Problem description:
Below are the records; pull every line that includes "transport".

Source records:
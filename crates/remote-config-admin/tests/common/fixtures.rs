//! Backend payloads and client wiring shared by the integration tests.
#![allow(dead_code)]

use httptest::Server;
use remote_config_admin::{Auth, HttpClient, HttpClientOptions, RemoteConfig};
use serde_json::{json, Value};

/// Project id every scenario runs against.
pub const PROJECT: &str = "demo-project";

/// Resource paths as seen by the mock backend.
pub const TEMPLATE_PATH: &str = "/v1/projects/demo-project/remoteConfig";
pub const ROLLBACK_PATH: &str = "/v1/projects/demo-project/remoteConfig:rollback";
pub const LIST_VERSIONS_PATH: &str = "/v1/projects/demo-project/remoteConfig:listVersions";

/// Access token the fixtures authenticate with.
pub const ACCESS_TOKEN: &str = "test-token";

/// Base URL of `server` without a trailing slash.
pub fn base_url(server: &Server) -> String {
    server.url_str("").trim_end_matches('/').to_string()
}

/// REST client pointed at the mock backend.
pub fn http_client(server: &Server) -> HttpClient {
    HttpClient::new(
        base_url(server),
        PROJECT,
        &Auth {
            access_token: ACCESS_TOKEN.to_string(),
        },
        "0.1.0",
        HttpClientOptions {
            allow_plaintext: true,
            ..HttpClientOptions::default()
        },
    )
    .expect("client builds")
}

/// Service facade on top of [`http_client`].
pub fn service(server: &Server) -> RemoteConfig {
    RemoteConfig::new(http_client(server))
}

/// Template body as the backend serves it; the etag travels in a header.
pub fn template_body(version_number: &str) -> Value {
    json!({
        "conditions": [
            { "name": "ios", "expression": "device.os == 'ios'", "tagColor": "BLUE" }
        ],
        "parameters": {
            "welcome_message": {
                "defaultValue": { "value": "hello" },
                "conditionalValues": { "ios": { "value": "hello ios" } },
                "valueType": "STRING"
            }
        },
        "parameterGroups": {
            "onboarding": {
                "parameters": {
                    "show_tour": { "defaultValue": { "value": "true" }, "valueType": "BOOLEAN" }
                }
            }
        },
        "version": version_record(version_number, "2024-10-15T10:30:00.123Z")
    })
}

/// Version metadata record in backend form.
pub fn version_record(version_number: &str, update_time: &str) -> Value {
    json!({
        "versionNumber": version_number,
        "updateTime": update_time,
        "updateOrigin": "REST_API",
        "updateType": "INCREMENTAL_UPDATE",
        "updateUser": { "email": "admin@example.com" },
        "description": format!("release {version_number}")
    })
}

/// Backend error envelope.
pub fn error_body(code: u16, status: &str, message: &str) -> String {
    json!({ "error": { "code": code, "status": status, "message": message } }).to_string()
}
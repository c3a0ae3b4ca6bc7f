//! Scripted transport used by the service tests.

#![cfg(test)]

use std::collections::VecDeque;
use std::sync::{Arc, Mutex};

use async_trait::async_trait;
use serde_json::Value;

use crate::api::{ListVersionsOptions, PublishOptions, RemoteConfigApi};
use crate::http::HttpError;
use crate::template::Template;

/// One transport call as observed by [`StubApi`].
#[derive(Debug, Clone, PartialEq)]
pub(crate) enum Call {
    GetTemplate,
    GetTemplateAtVersion(i64),
    ValidateTemplate { etag: String },
    PublishTemplate { etag: String, force: bool },
    Rollback(i64),
    ListVersions(ListVersionsOptions),
}

#[derive(Default)]
struct StubState {
    responses: VecDeque<Result<Value, HttpError>>,
    calls: Vec<Call>,
}

/// Replays queued responses in order and records every call it receives.
#[derive(Clone, Default)]
pub(crate) struct StubApi {
    state: Arc<Mutex<StubState>>,
}

impl StubApi {
    pub(crate) fn replying<const N: usize>(responses: [Result<Value, HttpError>; N]) -> Self {
        let stub = Self::default();
        stub.state
            .lock()
            .expect("stub state poisoned")
            .responses
            .extend(responses);
        stub
    }

    pub(crate) fn calls(&self) -> Vec<Call> {
        self.state.lock().expect("stub state poisoned").calls.clone()
    }

    fn answer(&self, call: Call) -> Result<Value, HttpError> {
        let mut state = self.state.lock().expect("stub state poisoned");
        state.calls.push(call.clone());
        state
            .responses
            .pop_front()
            .unwrap_or_else(|| panic!("no scripted response left for {call:?}"))
    }
}

#[async_trait]
impl RemoteConfigApi for StubApi {
    async fn get_template(&self) -> Result<Value, HttpError> {
        self.answer(Call::GetTemplate)
    }

    async fn get_template_at_version(&self, version_number: i64) -> Result<Value, HttpError> {
        self.answer(Call::GetTemplateAtVersion(version_number))
    }

    async fn validate_template(&self, template: &Template) -> Result<Value, HttpError> {
        self.answer(Call::ValidateTemplate {
            etag: template.etag().to_string(),
        })
    }

    async fn publish_template(
        &self,
        template: &Template,
        options: PublishOptions,
    ) -> Result<Value, HttpError> {
        self.answer(Call::PublishTemplate {
            etag: template.etag().to_string(),
            force: options.force,
        })
    }

    async fn rollback(&self, version_number: i64) -> Result<Value, HttpError> {
        self.answer(Call::Rollback(version_number))
    }

    async fn list_versions(&self, options: &ListVersionsOptions) -> Result<Value, HttpError> {
        self.answer(Call::ListVersions(options.clone()))
    }
}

Output:
//! Scripted transport used by the service tests.
/// One transport call as observed by [`StubApi`].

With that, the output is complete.